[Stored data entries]

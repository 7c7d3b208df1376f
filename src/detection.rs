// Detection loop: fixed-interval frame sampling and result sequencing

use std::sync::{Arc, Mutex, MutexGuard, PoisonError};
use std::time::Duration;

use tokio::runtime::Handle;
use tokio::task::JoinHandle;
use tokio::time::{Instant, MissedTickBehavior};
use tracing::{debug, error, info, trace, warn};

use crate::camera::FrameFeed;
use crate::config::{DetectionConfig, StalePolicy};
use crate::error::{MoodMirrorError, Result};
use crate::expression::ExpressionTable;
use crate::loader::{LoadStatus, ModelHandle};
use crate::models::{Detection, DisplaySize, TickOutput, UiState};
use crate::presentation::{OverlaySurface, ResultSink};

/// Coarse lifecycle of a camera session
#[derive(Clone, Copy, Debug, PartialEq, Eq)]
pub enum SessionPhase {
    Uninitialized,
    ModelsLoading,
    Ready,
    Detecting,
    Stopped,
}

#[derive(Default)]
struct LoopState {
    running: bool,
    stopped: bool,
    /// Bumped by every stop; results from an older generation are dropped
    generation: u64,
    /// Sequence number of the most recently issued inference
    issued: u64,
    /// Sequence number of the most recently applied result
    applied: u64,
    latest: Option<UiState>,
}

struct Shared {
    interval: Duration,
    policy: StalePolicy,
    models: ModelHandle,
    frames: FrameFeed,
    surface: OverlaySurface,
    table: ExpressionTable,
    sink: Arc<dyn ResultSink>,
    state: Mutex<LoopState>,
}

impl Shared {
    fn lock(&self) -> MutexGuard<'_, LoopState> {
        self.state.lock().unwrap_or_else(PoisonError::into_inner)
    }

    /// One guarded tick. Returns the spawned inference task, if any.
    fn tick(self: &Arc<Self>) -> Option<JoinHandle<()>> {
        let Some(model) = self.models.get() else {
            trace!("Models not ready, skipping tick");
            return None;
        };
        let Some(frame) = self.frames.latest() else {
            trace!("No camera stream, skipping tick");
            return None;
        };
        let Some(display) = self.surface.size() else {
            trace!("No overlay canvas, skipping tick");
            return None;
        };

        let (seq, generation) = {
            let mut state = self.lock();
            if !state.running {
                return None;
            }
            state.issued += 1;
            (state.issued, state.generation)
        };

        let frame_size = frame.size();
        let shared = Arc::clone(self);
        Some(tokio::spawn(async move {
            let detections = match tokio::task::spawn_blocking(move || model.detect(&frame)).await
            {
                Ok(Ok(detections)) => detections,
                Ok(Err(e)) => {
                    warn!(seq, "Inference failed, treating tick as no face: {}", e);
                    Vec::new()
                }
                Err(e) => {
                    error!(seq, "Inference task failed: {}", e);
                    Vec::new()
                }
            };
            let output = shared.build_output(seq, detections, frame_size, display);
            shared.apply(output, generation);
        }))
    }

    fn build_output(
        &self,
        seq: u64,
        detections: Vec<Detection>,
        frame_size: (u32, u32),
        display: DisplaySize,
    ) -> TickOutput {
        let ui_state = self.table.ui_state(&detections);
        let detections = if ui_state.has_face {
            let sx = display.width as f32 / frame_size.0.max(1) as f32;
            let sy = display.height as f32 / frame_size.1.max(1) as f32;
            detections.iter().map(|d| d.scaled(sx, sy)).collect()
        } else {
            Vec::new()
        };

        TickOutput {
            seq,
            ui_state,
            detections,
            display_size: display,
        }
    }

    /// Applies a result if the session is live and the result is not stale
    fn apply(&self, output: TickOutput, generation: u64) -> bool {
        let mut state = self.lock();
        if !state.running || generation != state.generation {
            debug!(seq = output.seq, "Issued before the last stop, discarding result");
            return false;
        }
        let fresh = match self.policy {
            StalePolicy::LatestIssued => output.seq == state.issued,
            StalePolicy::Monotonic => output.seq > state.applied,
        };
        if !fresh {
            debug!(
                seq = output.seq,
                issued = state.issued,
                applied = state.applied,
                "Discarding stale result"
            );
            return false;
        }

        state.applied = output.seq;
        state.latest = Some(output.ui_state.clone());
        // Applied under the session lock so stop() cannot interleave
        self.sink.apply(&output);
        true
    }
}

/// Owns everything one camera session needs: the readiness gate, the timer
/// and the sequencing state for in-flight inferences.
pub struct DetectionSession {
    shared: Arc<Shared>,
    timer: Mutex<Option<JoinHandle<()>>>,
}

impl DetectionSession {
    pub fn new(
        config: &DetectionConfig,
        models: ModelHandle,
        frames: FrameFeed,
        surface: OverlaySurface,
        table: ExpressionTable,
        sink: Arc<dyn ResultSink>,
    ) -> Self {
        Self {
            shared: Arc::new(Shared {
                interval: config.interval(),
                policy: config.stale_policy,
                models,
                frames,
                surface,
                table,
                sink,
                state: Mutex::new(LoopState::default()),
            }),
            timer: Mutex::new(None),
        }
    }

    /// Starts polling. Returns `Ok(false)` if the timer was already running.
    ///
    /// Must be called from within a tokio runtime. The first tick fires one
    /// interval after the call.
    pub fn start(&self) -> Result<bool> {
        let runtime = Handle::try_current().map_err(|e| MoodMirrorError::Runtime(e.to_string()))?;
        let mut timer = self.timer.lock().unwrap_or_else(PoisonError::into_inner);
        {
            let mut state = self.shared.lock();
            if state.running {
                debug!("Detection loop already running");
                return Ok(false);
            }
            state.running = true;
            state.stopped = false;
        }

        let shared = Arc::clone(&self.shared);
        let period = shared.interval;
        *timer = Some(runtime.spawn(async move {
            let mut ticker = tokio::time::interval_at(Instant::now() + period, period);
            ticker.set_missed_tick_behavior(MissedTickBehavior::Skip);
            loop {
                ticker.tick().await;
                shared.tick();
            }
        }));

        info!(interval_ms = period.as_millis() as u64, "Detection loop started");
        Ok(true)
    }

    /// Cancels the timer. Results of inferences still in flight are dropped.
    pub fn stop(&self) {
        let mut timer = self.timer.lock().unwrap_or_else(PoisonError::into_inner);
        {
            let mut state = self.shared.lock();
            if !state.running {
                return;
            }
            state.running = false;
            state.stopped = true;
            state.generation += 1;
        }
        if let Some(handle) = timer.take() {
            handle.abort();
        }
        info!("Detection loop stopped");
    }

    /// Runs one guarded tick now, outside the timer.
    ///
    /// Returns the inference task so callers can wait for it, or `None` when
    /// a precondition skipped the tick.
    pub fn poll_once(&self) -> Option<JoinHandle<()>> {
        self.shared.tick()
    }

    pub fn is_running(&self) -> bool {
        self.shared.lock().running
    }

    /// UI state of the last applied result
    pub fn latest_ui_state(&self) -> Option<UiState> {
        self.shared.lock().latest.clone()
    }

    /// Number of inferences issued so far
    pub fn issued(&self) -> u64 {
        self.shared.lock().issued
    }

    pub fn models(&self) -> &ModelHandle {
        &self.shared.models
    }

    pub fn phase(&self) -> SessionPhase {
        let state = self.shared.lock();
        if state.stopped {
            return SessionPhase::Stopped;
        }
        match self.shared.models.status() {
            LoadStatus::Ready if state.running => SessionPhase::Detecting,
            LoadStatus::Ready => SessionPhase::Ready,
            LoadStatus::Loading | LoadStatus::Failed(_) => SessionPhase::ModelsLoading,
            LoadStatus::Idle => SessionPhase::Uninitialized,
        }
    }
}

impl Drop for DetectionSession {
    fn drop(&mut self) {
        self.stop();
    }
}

GOAL OF THE EXERCISE ->
Print every record exactly as it was given.

TASK SOLUTION ->
repository 7c7d3b208df1376f
filename src/detection.rs
// Detection loop: fixed-interval frame sampling and result sequencing

use std::sync::{Arc, Mutex, MutexGuard, PoisonError};
use std::time::Duration;

use tokio::runtime::Handle;
use tokio::task::JoinHandle;
use tokio::time::{Instant, MissedTickBehavior};
use tracing::{debug, error, info, trace, warn};

use crate::camera::FrameFeed;
use crate::config::{DetectionConfig, StalePolicy};
use crate::error::{MoodMirrorError, Result};
use crate::expression::ExpressionTable;
use crate::loader::{LoadStatus, ModelHandle};
use crate::models::{Detection, DisplaySize, TickOutput, UiState};
use crate::presentation::{OverlaySurface, ResultSink};

/// Coarse lifecycle of a camera session
#[derive(Clone, Copy, Debug, PartialEq, Eq)]
pub enum SessionPhase {
    Uninitialized,
    ModelsLoading,
    Ready,
    Detecting,
    Stopped,
}

#[derive(Default)]
struct LoopState {
    running: bool,
    stopped: bool,
    /// Bumped by every stop; results from an older generation are dropped
    generation: u64,
    /// Sequence number of the most recently issued inference
    issued: u64,
    /// Sequence number of the most recently applied result
    applied: u64,
    latest: Option<UiState>,
}

struct Shared {
    interval: Duration,
    policy: StalePolicy,
    models: ModelHandle,
    frames: FrameFeed,
    surface: OverlaySurface,
    table: ExpressionTable,
    sink: Arc<dyn ResultSink>,
    state: Mutex<LoopState>,
}

impl Shared {
    fn lock(&self) -> MutexGuard<'_, LoopState> {
        self.state.lock().unwrap_or_else(PoisonError::into_inner)
    }

    /// One guarded tick. Returns the spawned inference task, if any.
    fn tick(self: &Arc<Self>) -> Option<JoinHandle<()>> {
        let Some(model) = self.models.get() else {
            trace!("Models not ready, skipping tick");
            return None;
        };
        let Some(frame) = self.frames.latest() else {
            trace!("No camera stream, skipping tick");
            return None;
        };
        let Some(display) = self.surface.size() else {
            trace!("No overlay canvas, skipping tick");
            return None;
        };

        let (seq, generation) = {
            let mut state = self.lock();
            if !state.running {
                return None;
            }
            state.issued += 1;
            (state.issued, state.generation)
        };

        let frame_size = frame.size();
        let shared = Arc::clone(self);
        Some(tokio::spawn(async move {
            let detections = match tokio::task::spawn_blocking(move || model.detect(&frame)).await
            {
                Ok(Ok(detections)) => detections,
                Ok(Err(e)) => {
                    warn!(seq, "Inference failed, treating tick as no face: {}", e);
                    Vec::new()
                }
                Err(e) => {
                    error!(seq, "Inference task failed: {}", e);
                    Vec::new()
                }
            };
            let output = shared.build_output(seq, detections, frame_size, display);
            shared.apply(output, generation);
        }))
    }

    fn build_output(
        &self,
        seq: u64,
        detections: Vec<Detection>,
        frame_size: (u32, u32),
        display: DisplaySize,
    ) -> TickOutput {
        let ui_state = self.table.ui_state(&detections);
        let detections = if ui_state.has_face {
            let sx = display.width as f32 / frame_size.0.max(1) as f32;
            let sy = display.height as f32 / frame_size.1.max(1) as f32;
            detections.iter().map(|d| d.scaled(sx, sy)).collect()
        } else {
            Vec::new()
        };

        TickOutput {
            seq,
            ui_state,
            detections,
            display_size: display,
        }
    }

    /// Applies a result if the session is live and the result is not stale
    fn apply(&self, output: TickOutput, generation: u64) -> bool {
        let mut state = self.lock();
        if !state.running || generation != state.generation {
            debug!(seq = output.seq, "Issued before the last stop, discarding result");
            return false;
        }
        let fresh = match self.policy {
            StalePolicy::LatestIssued => output.seq == state.issued,
            StalePolicy::Monotonic => output.seq > state.applied,
        };
        if !fresh {
            debug!(
                seq = output.seq,
                issued = state.issued,
                applied = state.applied,
                "Discarding stale result"
            );
            return false;
        }

        state.applied = output.seq;
        state.latest = Some(output.ui_state.clone());
        // Applied under the session lock so stop() cannot interleave
        self.sink.apply(&output);
        true
    }
}

/// Owns everything one camera session needs: the readiness gate, the timer
/// and the sequencing state for in-flight inferences.
pub struct DetectionSession {
    shared: Arc<Shared>,
    timer: Mutex<Option<JoinHandle<()>>>,
}

impl DetectionSession {
    pub fn new(
        config: &DetectionConfig,
        models: ModelHandle,
        frames: FrameFeed,
        surface: OverlaySurface,
        table: ExpressionTable,
        sink: Arc<dyn ResultSink>,
    ) -> Self {
        Self {
            shared: Arc::new(Shared {
                interval: config.interval(),
                policy: config.stale_policy,
                models,
                frames,
                surface,
                table,
                sink,
                state: Mutex::new(LoopState::default()),
            }),
            timer: Mutex::new(None),
        }
    }

    /// Starts polling. Returns `Ok(false)` if the timer was already running.
    ///
    /// Must be called from within a tokio runtime. The first tick fires one
    /// interval after the call.
    pub fn start(&self) -> Result<bool> {
        let runtime = Handle::try_current().map_err(|e| MoodMirrorError::Runtime(e.to_string()))?;
        let mut timer = self.timer.lock().unwrap_or_else(PoisonError::into_inner);
        {
            let mut state = self.shared.lock();
            if state.running {
                debug!("Detection loop already running");
                return Ok(false);
            }
            state.running = true;
            state.stopped = false;
        }

        let shared = Arc::clone(&self.shared);
        let period = shared.interval;
        *timer = Some(runtime.spawn(async move {
            let mut ticker = tokio::time::interval_at(Instant::now() + period, period);
            ticker.set_missed_tick_behavior(MissedTickBehavior::Skip);
            loop {
                ticker.tick().await;
                shared.tick();
            }
        }));

        info!(interval_ms = period.as_millis() as u64, "Detection loop started");
        Ok(true)
    }

    /// Cancels the timer. Results of inferences still in flight are dropped.
    pub fn stop(&self) {
        let mut timer = self.timer.lock().unwrap_or_else(PoisonError::into_inner);
        {
            let mut state = self.shared.lock();
            if !state.running {
                return;
            }
            state.running = false;
            state.stopped = true;
            state.generation += 1;
        }
        if let Some(handle) = timer.take() {
            handle.abort();
        }
        info!("Detection loop stopped");
    }

    /// Runs one guarded tick now, outside the timer.
    ///
    /// Returns the inference task so callers can wait for it, or `None` when
    /// a precondition skipped the tick.
    pub fn poll_once(&self) -> Option<JoinHandle<()>> {
        self.shared.tick()
    }

    pub fn is_running(&self) -> bool {
        self.shared.lock().running
    }

    /// UI state of the last applied result
    pub fn latest_ui_state(&self) -> Option<UiState> {
        self.shared.lock().latest.clone()
    }

    /// Number of inferences issued so far
    pub fn issued(&self) -> u64 {
        self.shared.lock().issued
    }

    pub fn models(&self) -> &ModelHandle {
        &self.shared.models
    }

    pub fn phase(&self) -> SessionPhase {
        let state = self.shared.lock();
        if state.stopped {
            return SessionPhase::Stopped;
        }
        match self.shared.models.status() {
            LoadStatus::Ready if state.running => SessionPhase::Detecting,
            LoadStatus::Ready => SessionPhase::Ready,
            LoadStatus::Loading | LoadStatus::Failed(_) => SessionPhase::ModelsLoading,
            LoadStatus::Idle => SessionPhase::Uninitialized,
        }
    }
}

impl Drop for DetectionSession {
    fn drop(&mut self) {
        self.stop();
    }
}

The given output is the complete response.